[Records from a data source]
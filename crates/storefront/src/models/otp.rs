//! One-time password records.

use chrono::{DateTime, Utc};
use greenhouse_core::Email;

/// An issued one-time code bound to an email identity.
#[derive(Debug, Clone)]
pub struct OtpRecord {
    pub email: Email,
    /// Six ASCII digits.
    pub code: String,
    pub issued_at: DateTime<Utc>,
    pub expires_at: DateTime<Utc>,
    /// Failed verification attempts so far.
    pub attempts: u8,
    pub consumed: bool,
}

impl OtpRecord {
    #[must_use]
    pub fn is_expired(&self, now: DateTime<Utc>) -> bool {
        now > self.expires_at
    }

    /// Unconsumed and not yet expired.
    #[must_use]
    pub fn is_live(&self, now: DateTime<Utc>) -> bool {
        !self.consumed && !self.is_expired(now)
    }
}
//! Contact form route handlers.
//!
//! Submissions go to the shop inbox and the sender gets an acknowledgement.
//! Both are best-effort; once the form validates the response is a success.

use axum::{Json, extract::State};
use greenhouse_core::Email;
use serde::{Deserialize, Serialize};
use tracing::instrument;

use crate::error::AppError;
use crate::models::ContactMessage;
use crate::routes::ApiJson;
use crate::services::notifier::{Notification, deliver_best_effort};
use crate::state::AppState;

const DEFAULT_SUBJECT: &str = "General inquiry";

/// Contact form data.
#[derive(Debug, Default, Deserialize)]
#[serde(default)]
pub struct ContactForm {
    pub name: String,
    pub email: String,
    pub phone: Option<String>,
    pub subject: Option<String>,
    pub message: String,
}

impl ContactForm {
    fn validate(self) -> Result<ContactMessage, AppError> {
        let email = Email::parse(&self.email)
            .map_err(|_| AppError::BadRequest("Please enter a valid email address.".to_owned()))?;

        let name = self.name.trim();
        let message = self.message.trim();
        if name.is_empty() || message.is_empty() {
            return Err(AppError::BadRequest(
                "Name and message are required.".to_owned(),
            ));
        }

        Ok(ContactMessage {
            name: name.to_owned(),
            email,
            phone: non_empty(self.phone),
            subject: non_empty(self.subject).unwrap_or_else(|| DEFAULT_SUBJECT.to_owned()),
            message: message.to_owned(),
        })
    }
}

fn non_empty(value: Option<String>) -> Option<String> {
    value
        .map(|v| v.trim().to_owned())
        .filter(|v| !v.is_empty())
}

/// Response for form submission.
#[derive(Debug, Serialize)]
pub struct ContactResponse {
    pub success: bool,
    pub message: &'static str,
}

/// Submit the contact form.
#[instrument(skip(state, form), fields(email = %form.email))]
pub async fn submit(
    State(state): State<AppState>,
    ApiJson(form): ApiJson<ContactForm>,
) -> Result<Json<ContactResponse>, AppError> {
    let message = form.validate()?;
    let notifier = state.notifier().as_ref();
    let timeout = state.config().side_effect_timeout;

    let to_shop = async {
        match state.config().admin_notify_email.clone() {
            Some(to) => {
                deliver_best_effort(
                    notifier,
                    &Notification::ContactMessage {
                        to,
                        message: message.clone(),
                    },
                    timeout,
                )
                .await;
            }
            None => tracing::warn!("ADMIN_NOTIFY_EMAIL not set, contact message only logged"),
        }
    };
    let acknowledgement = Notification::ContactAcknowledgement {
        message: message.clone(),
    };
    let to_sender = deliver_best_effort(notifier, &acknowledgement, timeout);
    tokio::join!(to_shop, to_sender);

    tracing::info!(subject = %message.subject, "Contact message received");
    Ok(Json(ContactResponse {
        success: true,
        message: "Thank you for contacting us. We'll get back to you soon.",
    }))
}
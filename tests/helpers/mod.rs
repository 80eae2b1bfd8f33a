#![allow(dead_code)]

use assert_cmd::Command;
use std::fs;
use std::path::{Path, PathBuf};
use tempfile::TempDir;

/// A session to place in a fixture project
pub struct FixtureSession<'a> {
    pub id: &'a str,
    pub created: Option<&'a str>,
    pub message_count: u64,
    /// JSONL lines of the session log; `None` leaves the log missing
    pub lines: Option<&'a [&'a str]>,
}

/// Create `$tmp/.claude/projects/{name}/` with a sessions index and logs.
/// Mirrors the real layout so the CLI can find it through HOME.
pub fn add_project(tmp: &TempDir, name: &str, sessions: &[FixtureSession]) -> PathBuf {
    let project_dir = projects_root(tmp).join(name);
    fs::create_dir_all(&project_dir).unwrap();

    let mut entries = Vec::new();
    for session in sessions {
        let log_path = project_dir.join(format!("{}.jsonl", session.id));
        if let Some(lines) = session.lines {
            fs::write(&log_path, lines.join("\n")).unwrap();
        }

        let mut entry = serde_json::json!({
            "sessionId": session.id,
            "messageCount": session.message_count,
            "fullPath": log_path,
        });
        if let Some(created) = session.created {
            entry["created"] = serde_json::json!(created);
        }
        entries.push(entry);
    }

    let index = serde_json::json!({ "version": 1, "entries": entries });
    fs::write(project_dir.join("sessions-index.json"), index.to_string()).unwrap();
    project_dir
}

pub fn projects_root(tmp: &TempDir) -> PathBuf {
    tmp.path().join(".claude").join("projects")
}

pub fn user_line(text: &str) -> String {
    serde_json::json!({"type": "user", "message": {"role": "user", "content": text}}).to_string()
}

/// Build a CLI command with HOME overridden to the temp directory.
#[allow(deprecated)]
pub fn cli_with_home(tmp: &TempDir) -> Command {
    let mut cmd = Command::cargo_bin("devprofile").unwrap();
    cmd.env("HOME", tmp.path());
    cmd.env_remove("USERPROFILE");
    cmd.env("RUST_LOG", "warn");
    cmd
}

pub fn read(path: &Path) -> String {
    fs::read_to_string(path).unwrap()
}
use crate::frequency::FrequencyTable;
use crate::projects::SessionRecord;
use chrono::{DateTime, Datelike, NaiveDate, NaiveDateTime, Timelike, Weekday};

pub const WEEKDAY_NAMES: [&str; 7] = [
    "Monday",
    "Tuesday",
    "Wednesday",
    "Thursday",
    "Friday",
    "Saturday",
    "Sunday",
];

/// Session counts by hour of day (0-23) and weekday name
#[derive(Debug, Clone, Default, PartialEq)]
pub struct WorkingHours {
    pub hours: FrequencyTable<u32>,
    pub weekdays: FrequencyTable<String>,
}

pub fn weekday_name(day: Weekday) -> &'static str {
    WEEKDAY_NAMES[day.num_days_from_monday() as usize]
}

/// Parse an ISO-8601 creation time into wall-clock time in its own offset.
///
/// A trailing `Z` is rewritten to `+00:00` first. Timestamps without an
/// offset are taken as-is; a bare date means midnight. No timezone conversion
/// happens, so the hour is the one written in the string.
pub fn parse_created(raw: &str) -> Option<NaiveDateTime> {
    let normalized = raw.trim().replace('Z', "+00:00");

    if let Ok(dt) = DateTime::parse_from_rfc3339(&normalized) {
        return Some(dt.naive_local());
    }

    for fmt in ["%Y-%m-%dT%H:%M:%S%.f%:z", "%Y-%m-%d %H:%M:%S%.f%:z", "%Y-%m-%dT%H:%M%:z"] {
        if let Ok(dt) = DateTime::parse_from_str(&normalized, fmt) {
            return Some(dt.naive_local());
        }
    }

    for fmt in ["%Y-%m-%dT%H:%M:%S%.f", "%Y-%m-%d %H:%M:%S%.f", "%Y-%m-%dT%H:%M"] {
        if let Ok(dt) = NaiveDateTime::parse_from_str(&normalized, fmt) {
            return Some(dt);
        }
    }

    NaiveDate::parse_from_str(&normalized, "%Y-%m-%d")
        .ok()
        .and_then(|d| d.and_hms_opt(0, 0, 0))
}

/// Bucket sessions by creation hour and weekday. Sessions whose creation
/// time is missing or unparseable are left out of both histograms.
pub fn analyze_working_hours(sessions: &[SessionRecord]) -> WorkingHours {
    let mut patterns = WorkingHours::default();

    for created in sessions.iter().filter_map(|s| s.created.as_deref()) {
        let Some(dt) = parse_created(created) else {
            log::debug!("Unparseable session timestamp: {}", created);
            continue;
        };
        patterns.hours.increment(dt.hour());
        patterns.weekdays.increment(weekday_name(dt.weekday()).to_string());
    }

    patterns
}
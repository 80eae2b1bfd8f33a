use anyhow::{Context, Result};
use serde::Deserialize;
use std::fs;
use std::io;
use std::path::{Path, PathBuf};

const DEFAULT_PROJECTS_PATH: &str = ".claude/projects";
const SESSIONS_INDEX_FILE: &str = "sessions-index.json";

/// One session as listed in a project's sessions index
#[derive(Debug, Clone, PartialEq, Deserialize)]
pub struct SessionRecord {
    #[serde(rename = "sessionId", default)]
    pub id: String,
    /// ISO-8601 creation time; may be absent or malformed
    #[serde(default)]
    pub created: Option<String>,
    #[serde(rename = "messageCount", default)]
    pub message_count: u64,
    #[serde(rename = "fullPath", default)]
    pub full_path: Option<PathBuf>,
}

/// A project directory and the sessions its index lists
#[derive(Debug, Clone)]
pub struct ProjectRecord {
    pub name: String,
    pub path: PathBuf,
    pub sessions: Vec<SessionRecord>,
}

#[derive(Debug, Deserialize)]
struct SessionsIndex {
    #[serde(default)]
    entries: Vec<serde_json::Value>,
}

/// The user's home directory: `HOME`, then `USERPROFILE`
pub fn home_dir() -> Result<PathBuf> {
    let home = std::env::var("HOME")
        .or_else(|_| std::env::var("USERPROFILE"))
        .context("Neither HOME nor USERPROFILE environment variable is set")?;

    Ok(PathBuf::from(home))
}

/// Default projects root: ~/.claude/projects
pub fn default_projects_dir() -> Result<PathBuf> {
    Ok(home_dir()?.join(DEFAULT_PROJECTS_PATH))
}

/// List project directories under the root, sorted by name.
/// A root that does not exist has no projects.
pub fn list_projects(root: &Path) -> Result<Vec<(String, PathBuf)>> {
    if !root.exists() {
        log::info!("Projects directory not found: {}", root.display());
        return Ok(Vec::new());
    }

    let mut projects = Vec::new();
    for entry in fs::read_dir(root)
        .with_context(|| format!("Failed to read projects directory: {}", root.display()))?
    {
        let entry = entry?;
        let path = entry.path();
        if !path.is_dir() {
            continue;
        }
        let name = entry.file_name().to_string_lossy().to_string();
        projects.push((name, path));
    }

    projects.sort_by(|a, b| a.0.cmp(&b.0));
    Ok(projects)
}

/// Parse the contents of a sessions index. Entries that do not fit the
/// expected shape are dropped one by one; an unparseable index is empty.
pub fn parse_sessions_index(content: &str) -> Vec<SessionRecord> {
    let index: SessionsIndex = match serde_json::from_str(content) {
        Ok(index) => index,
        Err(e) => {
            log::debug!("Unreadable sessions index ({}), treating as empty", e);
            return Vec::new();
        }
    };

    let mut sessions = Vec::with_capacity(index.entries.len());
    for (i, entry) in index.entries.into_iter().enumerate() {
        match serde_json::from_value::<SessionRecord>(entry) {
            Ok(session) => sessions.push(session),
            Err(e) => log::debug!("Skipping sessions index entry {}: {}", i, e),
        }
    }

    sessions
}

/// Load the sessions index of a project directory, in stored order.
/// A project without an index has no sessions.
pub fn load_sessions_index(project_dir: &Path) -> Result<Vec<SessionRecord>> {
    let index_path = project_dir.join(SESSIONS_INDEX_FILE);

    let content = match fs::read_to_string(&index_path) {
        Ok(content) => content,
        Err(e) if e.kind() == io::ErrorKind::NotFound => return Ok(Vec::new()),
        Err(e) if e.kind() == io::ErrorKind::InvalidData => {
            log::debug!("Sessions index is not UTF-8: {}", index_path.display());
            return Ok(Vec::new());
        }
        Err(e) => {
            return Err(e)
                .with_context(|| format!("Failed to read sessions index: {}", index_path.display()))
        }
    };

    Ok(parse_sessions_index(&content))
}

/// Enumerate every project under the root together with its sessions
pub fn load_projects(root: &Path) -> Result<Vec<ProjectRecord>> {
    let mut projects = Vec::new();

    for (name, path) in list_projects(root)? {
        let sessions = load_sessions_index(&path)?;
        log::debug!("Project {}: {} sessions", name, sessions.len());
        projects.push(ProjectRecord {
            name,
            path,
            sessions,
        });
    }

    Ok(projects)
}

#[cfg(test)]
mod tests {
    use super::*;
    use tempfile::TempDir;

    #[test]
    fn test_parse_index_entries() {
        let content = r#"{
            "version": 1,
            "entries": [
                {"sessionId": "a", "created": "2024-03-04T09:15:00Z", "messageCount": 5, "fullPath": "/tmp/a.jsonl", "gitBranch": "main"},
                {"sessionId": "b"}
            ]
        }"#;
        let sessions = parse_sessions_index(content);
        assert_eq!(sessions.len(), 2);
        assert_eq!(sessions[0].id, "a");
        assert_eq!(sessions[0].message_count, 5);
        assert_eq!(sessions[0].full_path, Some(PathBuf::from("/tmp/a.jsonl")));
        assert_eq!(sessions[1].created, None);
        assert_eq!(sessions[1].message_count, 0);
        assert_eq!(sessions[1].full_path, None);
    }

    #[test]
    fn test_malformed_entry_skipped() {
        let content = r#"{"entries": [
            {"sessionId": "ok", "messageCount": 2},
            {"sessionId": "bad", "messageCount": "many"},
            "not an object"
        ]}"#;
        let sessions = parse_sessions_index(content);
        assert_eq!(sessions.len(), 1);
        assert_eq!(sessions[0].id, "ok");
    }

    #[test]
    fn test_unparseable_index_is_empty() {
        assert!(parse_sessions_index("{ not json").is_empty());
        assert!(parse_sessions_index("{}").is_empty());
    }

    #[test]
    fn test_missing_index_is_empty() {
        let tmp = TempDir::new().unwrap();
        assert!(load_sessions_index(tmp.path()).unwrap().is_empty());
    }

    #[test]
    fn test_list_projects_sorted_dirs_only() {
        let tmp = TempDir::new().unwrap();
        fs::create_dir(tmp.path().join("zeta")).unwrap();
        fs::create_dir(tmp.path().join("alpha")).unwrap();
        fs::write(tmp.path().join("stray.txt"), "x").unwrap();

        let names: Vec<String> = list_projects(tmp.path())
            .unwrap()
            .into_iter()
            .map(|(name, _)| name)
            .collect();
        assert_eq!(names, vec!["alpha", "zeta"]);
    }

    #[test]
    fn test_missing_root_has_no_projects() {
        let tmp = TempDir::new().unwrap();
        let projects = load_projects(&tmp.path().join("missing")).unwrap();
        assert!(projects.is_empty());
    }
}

Task prompt: The word to find is "normalized". Copy every line of the data that holds it.

The answer:
    let normalized = raw.trim().replace('Z', "+00:00");
    if let Ok(dt) = DateTime::parse_from_rfc3339(&normalized) {
        if let Ok(dt) = DateTime::parse_from_str(&normalized, fmt) {
        if let Ok(dt) = NaiveDateTime::parse_from_str(&normalized, fmt) {
    NaiveDate::parse_from_str(&normalized, "%Y-%m-%d")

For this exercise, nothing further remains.